Required Education Certificate is common
Certification Voluntary but preferred by employers; requirements include clinical experience and classroom training
Projected Job Growth* (2018-2028) 23%
Median Salary* (2018) $34,480 annually

Source: *U.S. Bureau of Labor Statistics (BLS)

Certified Phlebotomy Technician Education Requirements

Certified phlebotomy technicians may complete certificates in phlebotomy or a short-term vocational course to qualify for certification from one of several professional organizations. As of 2013, the National Accrediting Agency for Clinical Laboratory Sciences (NAACLS) approved 73 phlebotomy certificate programs available through hospitals, community colleges and vocational schools. Phlebotomy certificate programs tend to last one year, while short-term courses can be completed in about two months. Both incorporate hands-on clinical practicums and equip students with the medical and technical skills for entry-level employment in blood collection. Classes may include anatomy and physiology, medical jargon, laboratory techniques, first aid and interpersonal communication.

American Medical Technologists

To be eligible for American Medical Technologists (AMT) certification, phlebotomists must be graduates of an accredited or AMT-approved phlebotomy program or have at least 1,040 hours of adequate experience. Candidates must then pass the Registered Phlebotomy Technician exam, which covers eight topics including specimen collection, safety procedures and clerical skills.

The American Society of Clinical Pathologists

The American Society of Clinical Pathologists outlines six routes for candidates to qualify for its PBT(ASCP) phlebotomy technician certification through postsecondary education, work experience or a combination of the two. Candidates with a certificate of completion require less documented on-the-job experience than those who have completed short-term courses.

National Heathcareer Association (NHA)

Eligibility for the National Healthcareer Association's phlebotomy technician certification exam requires a high school diploma or GED certificate. NHA phlebotomy technician certification candidates must also document either recent completion of a vocational program or one year of work experience.

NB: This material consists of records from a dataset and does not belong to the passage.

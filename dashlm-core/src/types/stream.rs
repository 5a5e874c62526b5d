//! Streaming types for incremental responses

use crate::types::response::{Response, ResponseMetadata};
use std::collections::HashMap;

/// A chunk of content in a stream
#[derive(Debug, Clone, PartialEq)]
pub struct ContentDelta {
    /// The text content
    pub text: String,
}

/// Metadata updates in a stream
#[derive(Debug, Clone, Default, PartialEq)]
pub struct MetadataDelta {
    /// Model information
    pub model: Option<String>,
    /// Response ID
    pub id: Option<String>,
    /// Custom metadata
    pub custom: HashMap<String, String>,
}

/// Events that can occur during streaming
#[derive(Debug, Clone, PartialEq)]
pub enum StreamEvent {
    /// Content was generated
    Content(ContentDelta),
    /// Metadata update
    Metadata(MetadataDelta),
    /// Stream has ended
    Done,
}

impl StreamEvent {
    /// Shorthand for a content event
    pub fn content(text: impl Into<String>) -> Self {
        StreamEvent::Content(ContentDelta { text: text.into() })
    }

    /// The text carried by a content event
    pub fn as_text(&self) -> Option<&str> {
        match self {
            StreamEvent::Content(delta) => Some(&delta.text),
            _ => None,
        }
    }
}

/// Accumulates streaming events into a complete response
#[derive(Debug, Default)]
pub struct StreamAccumulator {
    content: String,
    fragments: usize,
    metadata: ResponseMetadata,
    done: bool,
}

impl StreamAccumulator {
    /// Create a new accumulator
    pub fn new() -> Self {
        Self::default()
    }

    /// Process a stream event
    pub fn process_event(&mut self, event: StreamEvent) -> crate::error::Result<()> {
        match event {
            StreamEvent::Content(delta) => {
                self.content.push_str(&delta.text);
                self.fragments += 1;
            }
            StreamEvent::Metadata(delta) => {
                if delta.model.is_some() {
                    self.metadata.model = delta.model;
                }
                if delta.id.is_some() {
                    self.metadata.id = delta.id;
                }
                self.metadata.custom.extend(delta.custom);
            }
            StreamEvent::Done => self.done = true,
        }
        Ok(())
    }

    /// Get the accumulated content
    pub fn content(&self) -> &str {
        &self.content
    }

    /// Number of content fragments seen so far
    pub fn fragments(&self) -> usize {
        self.fragments
    }

    /// Whether the end-of-stream sentinel was seen
    pub fn is_done(&self) -> bool {
        self.done
    }

    /// Convert into the equivalent non-streamed response
    pub fn into_response(self) -> Response {
        Response {
            content: self.content,
            metadata: self.metadata,
        }
    }
}

#[cfg(test)]
mod tests {
    use super::*;

    #[test]
    fn test_accumulates_in_order() {
        let mut acc = StreamAccumulator::new();
        acc.process_event(StreamEvent::Metadata(MetadataDelta {
            model: Some("qwen3-max".into()),
            id: Some("chatcmpl-1".into()),
            ..Default::default()
        }))
        .unwrap();
        for text in ["你还", "剩", "80元"] {
            acc.process_event(StreamEvent::content(text)).unwrap();
        }
        assert!(!acc.is_done());
        acc.process_event(StreamEvent::Done).unwrap();

        assert!(acc.is_done());
        assert_eq!(acc.fragments(), 3);
        assert_eq!(acc.content(), "你还剩80元");

        let response = acc.into_response();
        assert_eq!(response.content, "你还剩80元");
        assert_eq!(response.metadata.model.as_deref(), Some("qwen3-max"));
        assert_eq!(response.metadata.id.as_deref(), Some("chatcmpl-1"));
    }

    #[test]
    fn test_as_text() {
        assert_eq!(StreamEvent::content("hi").as_text(), Some("hi"));
        assert_eq!(StreamEvent::Done.as_text(), None);
    }
}
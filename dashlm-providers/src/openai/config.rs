//! OpenAI-compatible provider configuration

use crate::constants::{
    DASHSCOPE_API_KEY_ENV, DASHSCOPE_COMPATIBLE_BASE_URL, DASHSCOPE_DEFAULT_EMBEDDING_MODEL,
    DASHSCOPE_DEFAULT_MODEL, OPENAI_DEFAULT_BASE_URL, XUNFEI_API_KEY_ENV, XUNFEI_API_URL_ENV,
    XUNFEI_DEFAULT_BASE_URL, XUNFEI_DEFAULT_MAX_TOKENS, XUNFEI_DEFAULT_MODEL,
    XUNFEI_DEFAULT_TEMPERATURE,
};
use crate::utils::join_url;
use dashlm_core::types::embedding::DEFAULT_EMBEDDING_MODEL;
use dashlm_core::types::request::DEFAULT_MODEL;
use dashlm_core::Parameters;
use std::env;

/// Configuration for an OpenAI-compatible chat-completions service
#[derive(Debug, Clone)]
pub struct OpenAIConfig {
    /// API key for authentication
    pub api_key: String,
    /// Base URL for the API (without the endpoint path)
    pub base_url: String,
    /// Optional organization ID
    pub organization_id: Option<String>,
    /// Chat model used when neither the request nor the client names one
    pub default_model: String,
    /// Parameters applied where a request leaves them unset
    pub default_parameters: Parameters,
    /// Model used for `/embeddings`
    pub embedding_model: String,
}

impl OpenAIConfig {
    /// Create a new configuration with an API key
    pub fn new(api_key: impl Into<String>) -> Self {
        Self {
            api_key: api_key.into(),
            base_url: OPENAI_DEFAULT_BASE_URL.to_string(),
            organization_id: None,
            default_model: DEFAULT_MODEL.to_string(),
            default_parameters: Parameters::default(),
            embedding_model: DEFAULT_EMBEDDING_MODEL.to_string(),
        }
    }

    /// DashScope compatible-mode preset
    pub fn dashscope(api_key: impl Into<String>) -> Self {
        Self::new(api_key)
            .with_base_url(DASHSCOPE_COMPATIBLE_BASE_URL)
            .with_default_model(DASHSCOPE_DEFAULT_MODEL)
            .with_embedding_model(DASHSCOPE_DEFAULT_EMBEDDING_MODEL)
    }

    /// iFlytek MaaS preset
    pub fn xunfei(api_key: impl Into<String>) -> Self {
        Self::new(api_key)
            .with_base_url(XUNFEI_DEFAULT_BASE_URL)
            .with_default_model(XUNFEI_DEFAULT_MODEL)
            .with_default_parameters(
                Parameters::builder()
                    .temperature(XUNFEI_DEFAULT_TEMPERATURE)
                    .max_tokens(XUNFEI_DEFAULT_MAX_TOKENS)
                    .build(),
            )
    }

    /// DashScope preset with the key read from `.env` / the environment
    ///
    /// A missing key is not an error here; the service rejects the first
    /// call instead.
    pub fn dashscope_from_env() -> Self {
        Self::dashscope(read_key(DASHSCOPE_API_KEY_ENV))
    }

    /// iFlytek preset with key and optional URL read from `.env` / the environment
    pub fn xunfei_from_env() -> Self {
        let config = Self::xunfei(read_key(XUNFEI_API_KEY_ENV));
        match env::var(XUNFEI_API_URL_ENV) {
            Ok(url) if !url.trim().is_empty() => config.with_base_url(url.trim()),
            _ => config,
        }
    }

    /// Set a custom base URL
    pub fn with_base_url(mut self, url: impl Into<String>) -> Self {
        self.base_url = url.into();
        self
    }

    /// Set the organization ID
    pub fn with_organization(mut self, org: impl Into<String>) -> Self {
        self.organization_id = Some(org.into());
        self
    }

    /// Set the default chat model
    pub fn with_default_model(mut self, model: impl Into<String>) -> Self {
        self.default_model = model.into();
        self
    }

    /// Set the parameters used where a request leaves them unset
    pub fn with_default_parameters(mut self, parameters: Parameters) -> Self {
        self.default_parameters = parameters;
        self
    }

    /// Set the embedding model
    pub fn with_embedding_model(mut self, model: impl Into<String>) -> Self {
        self.embedding_model = model.into();
        self
    }

    /// Get the URL for chat completions
    pub fn chat_url(&self) -> String {
        join_url(&self.base_url, "chat/completions")
    }

    /// Get the URL for embeddings
    pub fn embeddings_url(&self) -> String {
        join_url(&self.base_url, "embeddings")
    }
}

/// Load `.env` once and read a key, falling back to an empty string
pub(crate) fn read_key(var: &str) -> String {
    let _ = dotenvy::dotenv();
    match env::var(var) {
        Ok(key) => key,
        Err(_) => {
            tracing::warn!(var, "API key not set; requests will be rejected by the service");
            String::new()
        }
    }
}
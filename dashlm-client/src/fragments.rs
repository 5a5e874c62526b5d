//! Streamed replies delivered over a channel
//!
//! [`spawn_fragments`] moves the provider stream into a background task
//! that forwards each content fragment over a bounded channel. The
//! consumer cancels by calling [`FragmentReceiver::close`] or dropping the
//! receiver; the producer notices the closed channel, stops reading and
//! drops the HTTP response.

use dashlm_core::{Error, Result, StreamEvent};
use futures::{Stream, StreamExt};
use std::pin::Pin;
use std::task::{Context, Poll};
use tokio::sync::mpsc;
use tokio::task::JoinHandle;

/// Fragments buffered between producer and consumer
pub const FRAGMENT_CHANNEL_CAPACITY: usize = 64;

/// Receiving end of a streamed reply
#[derive(Debug)]
pub struct FragmentReceiver {
    rx: mpsc::Receiver<Result<String>>,
    producer: JoinHandle<()>,
}

impl FragmentReceiver {
    /// Wait for the next fragment; `None` once the reply is complete
    pub async fn recv(&mut self) -> Option<Result<String>> {
        self.rx.recv().await
    }

    /// Stop the producer
    ///
    /// Fragments already buffered can still be received.
    pub fn close(&mut self) {
        self.rx.close();
    }

    /// Whether the producer task has exited
    pub fn is_finished(&self) -> bool {
        self.producer.is_finished()
    }

    /// Drain the remaining fragments into one string
    pub async fn collect_text(mut self) -> Result<String> {
        let mut text = String::new();
        while let Some(fragment) = self.recv().await {
            text.push_str(&fragment?);
        }
        Ok(text)
    }
}

impl Stream for FragmentReceiver {
    type Item = Result<String>;

    fn poll_next(mut self: Pin<&mut Self>, cx: &mut Context<'_>) -> Poll<Option<Self::Item>> {
        self.rx.poll_recv(cx)
    }
}

/// Forward the content fragments of `events` from a spawned task
///
/// Must be called inside a tokio runtime.
pub fn spawn_fragments<S>(events: S) -> FragmentReceiver
where
    S: Stream<Item = Result<StreamEvent>> + Send + Unpin + 'static,
{
    let (tx, rx) = mpsc::channel(FRAGMENT_CHANNEL_CAPACITY);
    let producer = tokio::spawn(produce(events, tx));
    FragmentReceiver { rx, producer }
}

async fn produce<S>(mut events: S, tx: mpsc::Sender<Result<String>>)
where
    S: Stream<Item = Result<StreamEvent>> + Unpin,
{
    let mut forwarded = 0usize;
    loop {
        let event = tokio::select! {
            _ = tx.closed() => {
                tracing::debug!(forwarded, "fragment consumer went away; abandoning stream");
                return;
            }
            event = events.next() => event,
        };

        let item = match event {
            Some(Ok(StreamEvent::Done)) => break,
            None => Err(Error::truncated_stream()),
            Some(Ok(StreamEvent::Content(delta))) => Ok(delta.text),
            Some(Ok(StreamEvent::Metadata(_))) => continue,
            Some(Err(e)) => Err(e),
        };
        let failed = item.is_err();

        if tx.send(item).await.is_err() {
            tracing::debug!(forwarded, "fragment consumer went away; abandoning stream");
            return;
        }
        if failed {
            return;
        }
        forwarded += 1;
    }
    tracing::trace!(forwarded, "stream complete");
}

California Certified Phlebotomy Technician Licensure

California requires phlebotomists to have a license as a limited phlebotomy technician, certified phlebotomy technician 1 (CPT1) or certified phlebotomy technician 2 (CPT 2), Licenses are granted after candidates complete a 20-hour or a 40-hour educational program, as well as progressive amounts of supervised clinical experience. CPT 1 or CPT 2 candidates must pass a written exam.

Certified Phlebotomy Technician Job Duties

Certified phlebotomy technicians draw blood from patients for medical testing, transfusions and blood bank donations. They may apply tourniquets and disinfectants before administering venipuncture, microtechniques or other phlebotomy methods. Phlebotomists are also responsible for assembling equipment, labeling specimen containers and transporting specimens to testing facilities for processing and analysis.

Along with these technical duties, certified phlebotomy technicians deliver patient care. In many cases, phlebotomists are clients' only contact in the blood lab and are responsible for reassuring and comforting them during the procedure. Phlebotomists may also collect and record patient information, which involves interviewing and taking vital signs.

Employment Outlook and Salary Information

In 2018, the U.S. Bureau of Labor Statistics (BLS) reported an annual median salary of $34,480 for phlebotomists. The BLS predicted 23% employment growth for phlebotomists from 2018-2028.

Certified phlebotomy technicians work in blood banks, health clinics, laboratories, and hospitals collecting blood, labeling and transporting specimens, and delivering patient care. The field requires completion of a certificate or vocational program, and voluntary certification is available. The demand for certified phlebotomy technicians is high, as job growth is predicted at 23% through 2028.